## About this task
Copy out every line of the data that has the word "GridShape" somewhere in it.

## Exercise material
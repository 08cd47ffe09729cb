//! The backtracking schedule search.

use fixturegen_core::{Coordinate, EntityCount, EntityCountError, Fixture, GridShape, Schedule};

use crate::{
    CancellationToken, OptionSet, SearchStats, combination_pool,
    rule::{self, BoxedOptionRule, RuleContext},
};

/// A preset rule set.
#[derive(
    Debug, Clone, Copy, Default, PartialEq, Eq, Hash, derive_more::Display, derive_more::IsVariant,
)]
pub enum Variant {
    /// Plain double round-robin: every ordered pair once, no entity twice per
    /// round.
    #[default]
    #[display("basic")]
    Basic,
    /// Double round-robin with season halves and home/away rotation.
    #[display("league")]
    League,
}

impl Variant {
    /// Returns the option rules of the variant.
    #[must_use]
    pub fn rules(self) -> Vec<BoxedOptionRule> {
        match self {
            Self::Basic => rule::basic_rules(),
            Self::League => rule::league_rules(),
        }
    }
}

/// A depth-first search that fills a schedule grid cell by cell.
///
/// Cells are visited in row-major order. Each visited cell owns an
/// [`OptionSet`] derived from an earlier cell's untried candidates; the search
/// places the next candidate and moves forward, or steps back once a cell runs
/// out of candidates. The configured [`rule`](crate::rule)s filter and reorder
/// every option set as it is built.
///
/// The search is deterministic: for a given entity count and rule list it
/// always returns the same schedule.
///
/// # Examples
///
/// ```
/// use fixturegen_engine::ScheduleGenerator;
///
/// let schedule = ScheduleGenerator::league().generate(6)?.expect("schedule exists");
/// assert_eq!(schedule.rounds().len(), 10);
/// assert_eq!(schedule.check_league(), Ok(()));
/// # Ok::<(), fixturegen_core::EntityCountError>(())
/// ```
#[derive(Debug, Clone)]
pub struct ScheduleGenerator {
    rules: Vec<BoxedOptionRule>,
    cancellation: CancellationToken,
}

impl ScheduleGenerator {
    /// Creates a generator that applies `rules` to every option set, in order.
    ///
    /// # Examples
    ///
    /// ```
    /// use fixturegen_engine::{
    ///     ScheduleGenerator,
    ///     rule::{BoxedOptionRule, HalfSeasonInverse},
    /// };
    ///
    /// let rules: Vec<BoxedOptionRule> = vec![Box::new(HalfSeasonInverse::new())];
    /// let generator = ScheduleGenerator::new(rules);
    /// let schedule = generator.generate(4)?.unwrap();
    /// assert_eq!(schedule.check_half_separation(), Ok(()));
    /// # Ok::<(), fixturegen_core::EntityCountError>(())
    /// ```
    #[must_use]
    pub fn new(rules: Vec<BoxedOptionRule>) -> Self {
        Self {
            rules,
            cancellation: CancellationToken::new(),
        }
    }

    /// Creates a generator for plain double round-robin schedules.
    #[must_use]
    pub fn basic() -> Self {
        Self::new(rule::basic_rules())
    }

    /// Creates a generator for league schedules.
    #[must_use]
    pub fn league() -> Self {
        Self::new(rule::league_rules())
    }

    /// Creates a generator with the rules of `variant`.
    #[must_use]
    pub fn for_variant(variant: Variant) -> Self {
        Self::new(variant.rules())
    }

    /// Makes the search observe `token`.
    #[must_use]
    pub fn with_cancellation(mut self, token: CancellationToken) -> Self {
        self.cancellation = token;
        self
    }

    /// Returns the configured rules in application order.
    #[must_use]
    pub fn rules(&self) -> &[BoxedOptionRule] {
        &self.rules
    }

    /// Returns the token the search observes.
    #[must_use]
    pub fn cancellation(&self) -> &CancellationToken {
        &self.cancellation
    }

    /// Searches for a schedule over `entities` entities.
    ///
    /// Returns `Ok(None)` when the search is exhausted or cancelled; a
    /// partially filled grid is never returned.
    ///
    /// # Errors
    ///
    /// Returns [`EntityCountError`] if `entities` is below 2, above 32 or odd.
    /// No search state is built in that case.
    pub fn generate(&self, entities: usize) -> Result<Option<Schedule>, EntityCountError> {
        Ok(self.generate_with_stats(entities)?.0)
    }

    /// Like [`generate`](Self::generate), also returning search statistics.
    ///
    /// # Errors
    ///
    /// Returns [`EntityCountError`] if `entities` is below 2, above 32 or odd.
    pub fn generate_with_stats(
        &self,
        entities: usize,
    ) -> Result<(Option<Schedule>, SearchStats), EntityCountError> {
        let entities = EntityCount::new(entities)?;
        let mut stats = SearchStats::default();
        let schedule = self.search(entities, &mut stats);
        Ok((schedule, stats))
    }

    /// Runs the search for a validated entity count.
    pub fn search(&self, entities: EntityCount, stats: &mut SearchStats) -> Option<Schedule> {
        log::debug!(
            "searching {entities}-entity schedule with rules {:?}",
            self.rules.iter().map(|r| r.name()).collect::<Vec<_>>()
        );
        let result = Search::new(self, entities, stats).run();
        match &result {
            Some(_) => log::debug!(
                "found {entities}-entity schedule: {} steps, {} backtracks",
                stats.steps(),
                stats.backtracks()
            ),
            None if stats.was_cancelled() => log::info!(
                "{entities}-entity search cancelled after {} steps",
                stats.steps()
            ),
            None => log::debug!(
                "{entities}-entity search exhausted after {} steps",
                stats.steps()
            ),
        }
        result
    }
}

impl Default for ScheduleGenerator {
    fn default() -> Self {
        Self::basic()
    }
}

/// State of one search invocation.
///
/// `options` holds one set per cell from the origin up to and including the
/// current cell; `placed` holds the placement of every cell before it.
struct Search<'a> {
    generator: &'a ScheduleGenerator,
    entities: EntityCount,
    shape: GridShape,
    options: Vec<OptionSet>,
    placed: Vec<Fixture>,
    stats: &'a mut SearchStats,
}

impl<'a> Search<'a> {
    fn new(
        generator: &'a ScheduleGenerator,
        entities: EntityCount,
        stats: &'a mut SearchStats,
    ) -> Self {
        let shape = GridShape::new(entities);
        Self {
            generator,
            entities,
            shape,
            options: Vec::with_capacity(shape.cell_count()),
            placed: Vec::with_capacity(shape.cell_count()),
            stats,
        }
    }

    fn is_cancelled(&self) -> bool {
        self.generator.cancellation.is_cancelled()
    }

    fn run(mut self) -> Option<Schedule> {
        let mut root = OptionSet::new(combination_pool(self.entities));
        self.placed.push(root.select_next());
        self.options.push(root);

        let mut coord = self.shape.advance(Coordinate::ORIGIN);
        if !self.shape.contains(coord) {
            return Some(self.finish());
        }
        self.generate_options(coord);

        loop {
            if self.is_cancelled() {
                self.stats.record_cancellation();
                return None;
            }
            self.stats.record_step();

            let current = self
                .options
                .last_mut()
                .expect("the current cell always has an option set");
            if current.is_leaf() {
                if self.shape.is_last(coord)
                    && let Some(fixture) = current.selected_fixture()
                {
                    self.placed.push(fixture);
                    return Some(self.finish());
                }
                coord = self.shape.retreat(coord)?;
                self.options.pop();
                self.placed.pop();
                self.stats.record_backtrack();
            } else {
                let fixture = current.select_next();
                self.placed.push(fixture);
                coord = self.shape.advance(coord);
                if !self.shape.contains(coord) {
                    return Some(self.finish());
                }
                self.generate_options(coord);
            }
        }
    }

    /// Builds and pushes the option set of `coord`.
    fn generate_options(&mut self, coord: Coordinate) {
        self.stats.record_regeneration();
        if self.is_cancelled() {
            self.options.push(OptionSet::empty());
            return;
        }

        let index = self.shape.index(coord);
        debug_assert_eq!(self.options.len(), index);
        debug_assert_eq!(self.placed.len(), index);

        let mut options = if coord.court == 0 {
            self.round_start_options(coord.round)
        } else {
            let parent = &self.options[index - 1];
            let last = self.placed[index - 1];
            let mut options = OptionSet::from(parent.untried());
            options.discard_where(|candidate| candidate.shares_entity(last));
            options
        };

        let ctx = RuleContext::new(self.shape, coord, &self.placed);
        for rule in &self.generator.rules {
            if self.is_cancelled() {
                break;
            }
            rule.apply(&ctx, &mut options);
        }
        self.options.push(options);
    }

    /// Candidates for court 0 of a round after the first.
    ///
    /// The untried suffix of the previous round's first cell (the origin's, at
    /// the start of the second half) minus everything placed so far.
    fn round_start_options(&self, round: usize) -> OptionSet {
        let base_round = if round == self.shape.half_rounds() {
            0
        } else {
            round - 1
        };
        let base = &self.options[self.shape.index(Coordinate::new(base_round, 0))];
        let mut options = OptionSet::from(base.untried());
        // The origin's placement precedes every suffix of the pool.
        for &fixture in &self.placed[1..] {
            options.find_and_discard(fixture);
        }
        options
    }

    fn finish(self) -> Schedule {
        Schedule::from_fixtures(self.entities, self.placed)
            .expect("a finished search fills every cell")
    }
}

## Completed exercise
use fixturegen_core::{Coordinate, EntityCount, EntityCountError, Fixture, GridShape, Schedule};
    shape: GridShape,
        let shape = GridShape::new(entities);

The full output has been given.